You might think Vegas an unorthodox place to take a two-year-old. Now that I’ve finally been here, I’m inclined to agree with you. Nonetheless, with a few caveats, Vegas is an awesome place to bring a lap infant.

1. You have to like to walk

Really, you have to like to walk. I forgot to own a pedometer, but based on the amount of grime that has accumulated on my shoes and a fairly elaborate spreadsheet, I estimate that we’ve been walking somewhere between 3 and 5 miles a day. Generally speaking, we are not stroller people, we are “let Madeline walk when she wants to, and carry her the rest of the time” people. This works fine when you walk about a mile a day. This does not work fine when you walk five miles, and our first day here ended with severe backaches.

Naturally, we didn’t even bring a stroller, so on the second day I hoofed it another 1.5 miles to the nearest Target and bought their cheapest $20 stroller, which was pink. (Then I took a bus back and got yelled at for trying to bring a coffee on the bus, where do you think you are, Seattle, and got chatted up by a junkie who assured me that if he had kids he never would have started using.) Being a $20 stroller, it is a complete piece of junk, and so of course Madeline has grown completely attached to it, has named it (“Pink”, imaginatively), and will probably cry when I throw it into the dumpster behind the hotel at check out, as is my plan.

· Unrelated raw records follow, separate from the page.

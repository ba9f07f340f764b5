//! Build planning and execution.
//!
//! A build turns a set of units into an [`ActionGraph`](crate::action::ActionGraph):
//! one compile pipeline per unit that needs work, memoized so that shared
//! imports are built once, under a single umbrella action. The graph is then
//! handed to the [executor](crate::execute).
//!
//! # Submodules
//!
//! - [`graph`] - dependency graph construction
//! - [`pipeline`] - per-unit compile pipeline
//! - [`layout`] - derived output paths
//! - [`progress`] - unit completion reporting
//! - [`stats`] - per-stage timing

mod context;
pub mod graph;
mod layout;
pub mod pipeline;
mod progress;
mod stats;

use std::sync::Arc;

use tracing::info;

use crate::error::BuildError;
use crate::execute::{self, ExecuteReport};
use crate::unit::Unit;

pub use context::BuildContext;
pub use graph::{BuildPlan, GraphBuilder, build_graph};
pub use layout::Layout;
pub use progress::{ConsolePrinter, Progress, Silent};
pub use stats::Statistics;

/// Build `units` and everything they depend on.
///
/// # Errors
///
/// Any graph construction error, or the first step failure in dependency order.
pub async fn build(ctx: &BuildContext, units: &[Arc<Unit>]) -> Result<(), BuildError> {
  build_with_report(ctx, units).await?.into_result()
}

/// Like [`build`], but reports per-action outcomes instead of stopping at the
/// first error. Graph construction errors are still returned as `Err`.
pub async fn build_with_report(ctx: &BuildContext, units: &[Arc<Unit>]) -> Result<ExecuteReport, BuildError> {
  let plan = build_graph(ctx, units)?;
  info!(units = plan.targets.len(), actions = plan.graph.len(), "starting build");

  let graph = Arc::new(plan.graph);
  let report = execute::execute_with_report(graph, plan.root, &ctx.execute_config()).await?;

  info!(stats = %ctx.statistics(), success = report.is_success(), "build finished");
  Ok(report)
}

Anyway, just about everywhere on the Strip is at least a 30-minute walk from anywhere else on the Strip. There’s kind of no way around this. Say you want to support your Wazzou Cougs, who are playing basketball in the Pac-12 Tournament, which — in order to show that gambling on college sports is in no way acceptable — is being held at the MGM Grand. Aha, you think, to make things convenient I’ll just stay at the MGM Grand myself. What you failed to account for is that the MGM Grand is itself a 30-minute walk from the MGM Grand, past a Rainforest Cafe, several Joël Robuchon Ateliers, and about a gazillion slot machines with Gen-X enticing themes like “Ghostbusters” and “Ghostbusters II” and “On Our Own (Theme from Ghostbusters II)”.

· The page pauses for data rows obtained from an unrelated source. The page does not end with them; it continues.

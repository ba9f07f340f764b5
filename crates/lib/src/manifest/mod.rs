//! Manifest loading.
//!
//! A manifest (`kiln.toml`) holds the build configuration, the toolchain
//! command templates and the unit definitions. Units reference each other by
//! import path; [`Manifest::units`] validates those references and turns the
//! definitions into shared [`Unit`] values.

mod types;

pub use types::*;

use std::collections::HashMap;
use std::fs;
use std::path::Path;
use std::sync::Arc;

use petgraph::algo::toposort;
use petgraph::graph::{DiGraph, NodeIndex};
use tracing::{debug, info};

use crate::unit::{Unit, UnitSet};
use crate::util::fs::absolute;

/// Default manifest file name.
pub const MANIFEST_FILE: &str = "kiln.toml";

impl Manifest {
  /// Read and parse a manifest file.
  pub fn load(path: &Path) -> Result<Self, ManifestError> {
    let content = fs::read_to_string(path).map_err(|source| ManifestError::Read {
      path: path.to_path_buf(),
      source,
    })?;
    let manifest: Manifest = toml::from_str(&content).map_err(|source| ManifestError::Parse {
      path: path.to_path_buf(),
      source,
    })?;
    info!(path = %path.display(), units = manifest.units.len(), "loaded manifest");
    Ok(manifest)
  }

  /// Build the unit set, resolving source directories against `base_dir`.
  ///
  /// A relative `base_dir` is taken from the current directory, so unit
  /// directories are always absolute.
  ///
  /// # Errors
  ///
  /// - `Root` if the current directory cannot be read.
  /// - `DuplicateUnit` if two entries share an import path.
  /// - `UnknownImport` if an import names no entry.
  /// - `ImportCycle` if units import each other in a loop.
  pub fn units(&self, base_dir: &Path) -> Result<UnitSet, ManifestError> {
    let base_dir = absolute(base_dir).map_err(|source| ManifestError::Root {
      path: base_dir.to_path_buf(),
      source,
    })?;

    let mut graph: DiGraph<usize, ()> = DiGraph::new();
    let mut nodes: HashMap<&str, NodeIndex> = HashMap::new();

    for (i, def) in self.units.iter().enumerate() {
      if nodes.insert(def.path.as_str(), graph.add_node(i)).is_some() {
        return Err(ManifestError::DuplicateUnit(def.path.clone()));
      }
    }

    // edges point from import to importer, so imports sort first
    for def in &self.units {
      let node = nodes[def.path.as_str()];
      for import in &def.imports {
        let dep = nodes.get(import.as_str()).ok_or_else(|| ManifestError::UnknownImport {
          unit: def.path.clone(),
          import: import.clone(),
        })?;
        graph.update_edge(*dep, node, ());
      }
    }

    let order = toposort(&graph, None)
      .map_err(|cycle| ManifestError::ImportCycle(self.units[graph[cycle.node_id()]].path.clone()))?;

    let mut set = UnitSet::new();
    for node in order {
      let def = &self.units[graph[node]];
      let imports = def
        .imports
        .iter()
        .filter_map(|import| set.get(import).cloned())
        .collect::<Vec<_>>();
      set.insert(Arc::new(unit_from_def(def, &base_dir, imports)));
    }

    debug!(units = set.len(), "resolved manifest units");
    Ok(set)
  }
}

fn unit_from_def(def: &UnitDef, base_dir: &Path, imports: Vec<Arc<Unit>>) -> Unit {
  let dir = match &def.dir {
    Some(dir) => base_dir.join(dir),
    None => base_dir.join(&def.path),
  };

  let mut unit = Unit::new(def.path.clone(), dir)
    .with_sources(def.sources.iter().cloned())
    .with_interop_sources(def.interop_sources.iter().cloned())
    .with_asm_files(def.asm_files.iter().cloned())
    .with_objects(def.objects.iter().cloned())
    .with_imports(imports);
  unit.executable = def.executable;
  unit.test_scope = def.test;
  unit.install = def.install;
  unit.race = def.race;
  unit.up_to_date = def.up_to_date;
  unit
}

Additionally, in most non-Strip parts of the world, if you can see something it is generally close by. However in Las Vegas all of the hotels are built at grotesquely unintuitive scale, so that if you can see (say) the Bellagio then it’s likely (but not certain) that you could probably walk there in less than an hour, although your walk — despite both starting and ending at street level — will involve a bewildering variety of elevation changes, most of which involve escalators that you will get yelled at by security for bringing a stroller on, requiring you to ride a bewildering variety of foul-smelling elevators with a bewildering variety of obese people riding a bewildering variety of rented mobility scooters.

2. You have to like to eat

Lap infants are not allowed to gamble, are not allowed near gambling, not even if you just want to sit in the Rockin’ Sensory Immersion Surround Sound Gaming Chair of the KISS slot machine one more time so that you can “UNLOCK THE STARCHILD”. Lap infants are not allowed to see PEEPSHOW, featuring Coco of E!’s “Ice Loves Coco”. Lap infants are not allowed into the bar at Cabo Wabo, Coyote Ugly, or the Tabú Ultra Lounge.

They are, however, allowed into buffets, which all have a “kids 3 and under eat free” policy, which makes them good places for your lap infant to practice eating with utensils, since even if she drops every spoonful of creme brulee on the floor or her lap you can just grab a few more ramekins and try again, and even if she pukes up an entire cheese omelet you can just get another one.

Suffice it to say that we ate a lot of buffets in Las Vegas, here is how I would rank them:

1. The Bacchanal Buffet at Caesar’s Palace
2. The Wicked Spoon Buffet at the Cosmopolitan
3. just about every other buffet in Las Vegas
4. Le Buffet aux Paris Las Vegas

Supposedly there are also non-buffet places to eat in Vegas, many of them named after chefs who have appeared on television programs and/or have French-sounding names. I wouldn’t know anything about those.

3. You have to like to spend money

Vegas is not cheap. Sure, you could stay at Terrible’s, where I think they actually pay you to sleep and eat, and where the $9.99 Sunday Champagne Buffet Brunch is deservedly legendary. But it is a long, long walk from the strip, past a variety of foul-smelling homeless people, and past the same three HOT ASS ESCORTS advertisement dispensers over and over and over again. (Also, the hipsters at Yelp are kind of down on the place.)

However, if you want to stay and eat at one of the casinos named after birds, or dead people, or capitals of France, it’s going to cost you. If you want to eat at one of the buffets where “angry” describes the mac and cheese and not the service, it’s going to cost you. If you want your frozen sex-on-the-moon grape-raspberry dacquiri in the 32-ounce souvenir neck-lanyard yard-tube container, it’s going to cost you. And then you look back and realize that all the money you saved not buying the baby a plane ticket you spent on a dessert named after Emeril Lagasse and on getting your picture taken with a weirdo dressed like SpongeBob SquarePants dressed like a showgirl.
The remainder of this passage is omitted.